• TASK TO COMPLETE: Take every line of the material below that includes the string "full" and copy it out.

═══ DATA FOR THE TASK

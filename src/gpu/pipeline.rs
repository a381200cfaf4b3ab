// gpu/pipeline.rs — the batch pipeline orchestrator.
//
// Sequences the three stages over device-resident buffers:
//
//   host input ──upload──> raw ──blur──> blurred ──reduce──> gray
//                                                 ──gradient──> out ──readback──> host
//
// Each stage boundary is a full device barrier (submit + poll(Wait));
// stages never overlap within a run. The four stage buffers are acquired
// up front in pipeline order and owned exclusively by the run; if any
// acquisition fails, the ones already acquired are dropped before the
// error propagates, and on every exit path — success or failure — all of
// them are released when the run's scope unwinds. No pooling across
// runs; concurrent runs need independent buffer sets.

use crate::batch::{ImageBatch, LUMA_CHANNELS, RGB_CHANNELS};
use crate::error::PipelineError;
use crate::gpu::batch::GpuBatch;
use crate::gpu::blur::GpuBlurPipeline;
use crate::gpu::device::GpuDevice;
use crate::gpu::gradient::GpuGradientPipeline;
use crate::gpu::grayscale::GpuGrayscalePipeline;
use crate::kernels::DirectionalKernels;
use crate::pipeline::SobelConfig;

// ---------------------------------------------------------------------------
// Stage buffer acquisition
// ---------------------------------------------------------------------------

/// The four per-run device buffers, in acquisition order.
#[derive(Debug, Clone, Copy, PartialEq, Eq)]
pub(crate) enum StageSlot {
    Raw,
    Blurred,
    Grayscale,
    Output,
}

impl StageSlot {
    pub(crate) fn label(self) -> &'static str {
        match self {
            StageSlot::Raw => "raw batch",
            StageSlot::Blurred => "blurred batch",
            StageSlot::Grayscale => "grayscale batch",
            StageSlot::Output => "output batch",
        }
    }

    pub(crate) fn channels(self) -> u32 {
        match self {
            StageSlot::Raw | StageSlot::Blurred => RGB_CHANNELS as u32,
            StageSlot::Grayscale | StageSlot::Output => LUMA_CHANNELS as u32,
        }
    }
}

/// One buffer per pipeline stage.
pub(crate) struct StageBuffers<B> {
    pub raw: B,
    pub blurred: B,
    pub gray: B,
    pub out: B,
}

impl<B> StageBuffers<B> {
    /// Acquire all four buffers in pipeline order. If any acquisition
    /// fails, the buffers acquired before it are dropped (exactly once)
    /// before the error propagates — no leaked device resources on any
    /// exit path.
    pub(crate) fn acquire<E>(
        mut alloc: impl FnMut(StageSlot) -> Result<B, E>,
    ) -> Result<Self, E> {
        Ok(StageBuffers {
            raw: alloc(StageSlot::Raw)?,
            blurred: alloc(StageSlot::Blurred)?,
            gray: alloc(StageSlot::Grayscale)?,
            out: alloc(StageSlot::Output)?,
        })
    }
}

// ---------------------------------------------------------------------------
// SobelPipeline
// ---------------------------------------------------------------------------

/// The compiled three-stage pipeline. Expensive to create (three shader
/// compilations); create once per device and call [`run`] per batch.
///
/// [`run`]: SobelPipeline::run
pub struct SobelPipeline {
    blur: GpuBlurPipeline,
    grayscale: GpuGrayscalePipeline,
    gradient: GpuGradientPipeline,
    kernels: DirectionalKernels,
    config: SobelConfig,
}

impl SobelPipeline {
    /// Compile all three stages with the standard Sobel kernels and
    /// default parameters.
    pub fn new(gpu: &GpuDevice) -> Self {
        Self::with_config(gpu, SobelConfig::default())
    }

    pub fn with_config(gpu: &GpuDevice, config: SobelConfig) -> Self {
        SobelPipeline {
            blur: GpuBlurPipeline::new(gpu),
            grayscale: GpuGrayscalePipeline::new(gpu),
            gradient: GpuGradientPipeline::new(gpu),
            kernels: DirectionalKernels::sobel(),
            config,
        }
    }

    /// Run the full pipeline on a 3-channel host batch and return the
    /// single-channel gradient-magnitude batch.
    ///
    /// Synchronous and blocking: does not return until every stage has
    /// retired on the device. All device buffers acquired by this call
    /// are released before it returns, on success and on every error
    /// path.
    ///
    /// # Errors
    /// `Configuration` for a non-3-channel input or bad stage parameters,
    /// `Allocation` / `Transfer*` / `Launch` for device failures. Every
    /// error is fatal to this run; nothing is retried.
    pub fn run(&mut self, gpu: &GpuDevice, input: &ImageBatch) -> Result<ImageBatch, PipelineError> {
        if input.channels() != RGB_CHANNELS {
            return Err(PipelineError::Configuration {
                detail: format!("pipeline input must be 3-channel (got {})", input.channels()),
            });
        }
        let (width, height, batch) =
            (input.width() as u32, input.height() as u32, input.batch() as u32);

        let bufs = StageBuffers::acquire(|slot| {
            GpuBatch::alloc(gpu, width, height, batch, slot.channels(), slot.label())
        })?;

        bufs.raw.upload(gpu, input)?;
        self.blur.apply(gpu, &bufs.raw, &bufs.blurred, self.config.blur_delta, self.config.blur_radius)?;
        self.grayscale.reduce(gpu, &bufs.blurred, &bufs.gray)?;
        self.gradient.configure(gpu, &self.kernels)?;
        self.gradient.compute(gpu, &bufs.gray, self.config.kernel_width, &bufs.out)?;
        bufs.out.readback(gpu)
        // bufs drops here — all four buffers released, error or not.
    }
}

/// One-shot entry point: compile the pipeline, run it once, release
/// everything. For repeated batches hold a [`SobelPipeline`] instead —
/// shader compilation dominates a single small run.
pub fn sobel_filter(gpu: &GpuDevice, input: &ImageBatch) -> Result<ImageBatch, PipelineError> {
    SobelPipeline::new(gpu).run(gpu, input)
}

// ---------------------------------------------------------------------------
// Tests
// ---------------------------------------------------------------------------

══════

• ANSWER TO THIS EXERCISE:
// Each stage boundary is a full device barrier (submit + poll(Wait));
    /// Run the full pipeline on a 3-channel host batch and return the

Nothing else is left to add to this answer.